Reputation: 11441
I am reading about merge sort in Algorithms in C++ by Robert Sedgewick and have following questions.
static void mergeAB(ITEM[] c, int cl, ITEM[] a, int al, int ar, ITEM[] b, int bl, int br )
{
int i = al, j = bl;
for (int k = cl; k < cl+ar-al+br-bl+1; k++)
{
if (i > ar) { c[k] = b[j++]; continue; }
if (j > br) { c[k] = a[i++]; continue; }
c[k] = less(a[i], b[j]) ? a[i++] : b[j++];
}
}
The characteristic of the basic merge that is worthy of note is that the inner loop includes two tests to determine whether the ends of the two input arrays have been reached. Of course, these two tests usually fail, and the situation thus cries out for the use of sentinel keys to allow the tests to be removed. That is, if elements with a key value larger than those of all the other keys are added to the ends of the a and aux arrays, the tests can be removed, because when the a (b) array is exhausted, the sentinel causes the next elements for the c array to be taken from the b (a) array until the merge is complete.

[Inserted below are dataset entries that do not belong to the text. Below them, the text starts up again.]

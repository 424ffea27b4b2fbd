use reqwest::Url;
use shared::error::{AppError, AppResult};

pub mod channel;
pub mod ical_feed;

/// Only plain web URLs may be proxied.
pub fn parse_web_url(raw: &str) -> AppResult<Url> {
    let url = Url::parse(raw.trim())
        .map_err(|e| AppError::InvalidRequest(format!("invalid url: {e}")))?;
    match url.scheme() {
        "http" | "https" => Ok(url),
        other => Err(AppError::InvalidRequest(format!(
            "unsupported protocol: {other}"
        ))),
    }
}

#[cfg(test)]
pub(crate) mod test_server {
    use axum::Router;
    use tokio::net::TcpListener;

    /// Serves `router` on an ephemeral local port and returns its base URL.
    pub async fn serve(router: Router) -> String {
        let listener = TcpListener::bind("127.0.0.1:0").await.unwrap();
        let addr = listener.local_addr().unwrap();
        tokio::spawn(async move {
            axum::serve(listener, router).await.unwrap();
        });
        format!("http://{addr}")
    }
}

#[cfg(test)]
mod tests {
    use super::*;

    #[test]
    fn only_http_urls_pass() {
        assert!(parse_web_url("https://example.com/cal.ics").is_ok());
        assert!(parse_web_url(" http://example.com ").is_ok());
        assert!(matches!(
            parse_web_url("file:///etc/passwd"),
            Err(AppError::InvalidRequest(_))
        ));
        assert!(matches!(
            parse_web_url("not a url"),
            Err(AppError::InvalidRequest(_))
        ));
    }
}
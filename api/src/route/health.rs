use axum::{routing::get, Router};
use registry::AppRegistry;

use crate::handler::health::{health_check, health_check_db};

pub fn build_health_check_routers() -> Router<AppRegistry> {
    let routers = Router::new()
        .route("/", get(health_check))
        .route("/db", get(health_check_db));

    Router::new().nest("/health", routers)
}
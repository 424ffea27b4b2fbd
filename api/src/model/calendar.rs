use serde::{Deserialize, Serialize};
use serde_json::Value;

#[derive(Debug, Deserialize)]
pub struct FetchIcalQuery {
    pub url: Option<String>,
}

#[derive(Debug, Deserialize)]
pub struct BlockRequest {
    pub action: String,
    #[serde(default)]
    pub reservation: Value,
}

#[derive(Debug, Serialize)]
pub struct OkResponse {
    pub ok: bool,
}

impl OkResponse {
    pub fn ok() -> Self {
        Self { ok: true }
    }
}
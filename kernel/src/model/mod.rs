pub mod availability;
pub mod calendar;
pub mod day;
pub mod id;
pub mod occupancy;
pub mod reservation;
pub mod room;
pub mod stats;
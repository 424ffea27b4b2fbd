use async_trait::async_trait;
use shared::error::AppResult;

#[async_trait]
pub trait CalendarFeedRepository: Send + Sync {
    /// Fetches an external calendar body through the proxy rules: http(s)
    /// only, 2xx only, and the body must look like iCal.
    async fn fetch_feed(&self, url: &str) -> AppResult<String>;
}
use axum::Json;
use kernel::model::room::all_room_types;

use crate::model::room::RoomsResponse;

pub async fn show_room_list() -> Json<RoomsResponse> {
    Json(all_room_types().into())
}
use axum::{routing::post, Router};
use registry::AppRegistry;

use crate::handler::reservation::create_reservation;

pub fn build_reservation_routers() -> Router<AppRegistry> {
    Router::new().route("/reservations", post(create_reservation))
}
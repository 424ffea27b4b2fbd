use async_trait::async_trait;
use serde_json::Value;
use shared::error::AppResult;

#[async_trait]
pub trait ChannelRepository: Send + Sync {
    /// Forwards `{ "action": "block", "reservation": .. }` to the channel
    /// manager's block webhook. Answers `NotConfigured` when there is no
    /// writable endpoint.
    async fn forward_block(&self, reservation: Value) -> AppResult<()>;
}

However, it is not always easy to use sentinels, either because it might not be easy to know the largest key value or because space might not be available conveniently.
For merging, there is a simple remedy. The method is based on the following idea: Given that we are resigned to copying the arrays to implement the in-place abstraction, we simply put the second array in reverse order when it is copied (at no extra cost), so that its associated index moves from right to left. This arrangement leads to the largest element—in whichever array it is—serving as sentinel for the other array.
My questions on above text
What does statement "when the a (b) array is exhausted"? what is 'a (b)' here?
Why is the author mentioning that it is not easy to determine the largest key and how is the space related in determining largest key?
What does author mean by "Given that we are resigned to copying the arrays"? What is resigned in this context?
Request with simple example in understanding idea which is mentioned as simple remedy?
Upvotes: 1
Views: 552
Reputation: 114599
Sometimes parenthesis are used to tell one or more similar phrases at once:
when a (b) is exhausted we copy elements from b (a)
means:
when a is exhausted we copy elements from b, when b is exhausted we copy elements from a
Two annoying things about sentinels are
We programmers are never happy to copy (or move) things around and leaving them where they already are is, if possible, better (because we are lazy). In this version of the merge sort we already gave up about trying to not copy things around... we resigned to it. Given that we must copy, we can copy things in the opposite order if we like (and of course use the copy in opposite order) because that is free(*).
(*) is free at this level of abstraction, the cost on some real CPU may be high. As almost always in the performance area YMMV.
Upvotes: 1
Reputation: 755064
"When the a (b) array is exhausted" is a shorthand for "When either the a
array or the b
array is exhausted".
The interface is dealing with sub-arrays of a bigger array, so you can't simply go writing beyond the ends of the arrays.
The code copies the data from two arrays into one other array. Since this copy is inevitable, we are 'resigned to copying the arrays' means we reluctantly accept that it is inevitable that the arrays must be copied.
Tricky...that's going to take some time to work out what is meant.
Tangentially: That's probably not the way I'd write the loop. I'd be inclined to use:
int i = al, j = bl;
for (int k = cl; i <= ar && j <= br; k++)
{
if (a[i] < b[j])
c[k] = a[i++];
else
c[k] = b[j++];
}
while (i <= ar)
c[k++] = a[i++];
while (j <= br)
c[k++] = b[j++];
One of the two trailing loops does nothing. The revised main merge loop has 3 tests per iteration versus 4 tests per iteration for the one original algorithm. I've not formally measured it, but the simpler merge loop is likely to be quicker than the original single-loop algorithm.
The first three questions are almost best suited for English Language Learners.
Upvotes: 3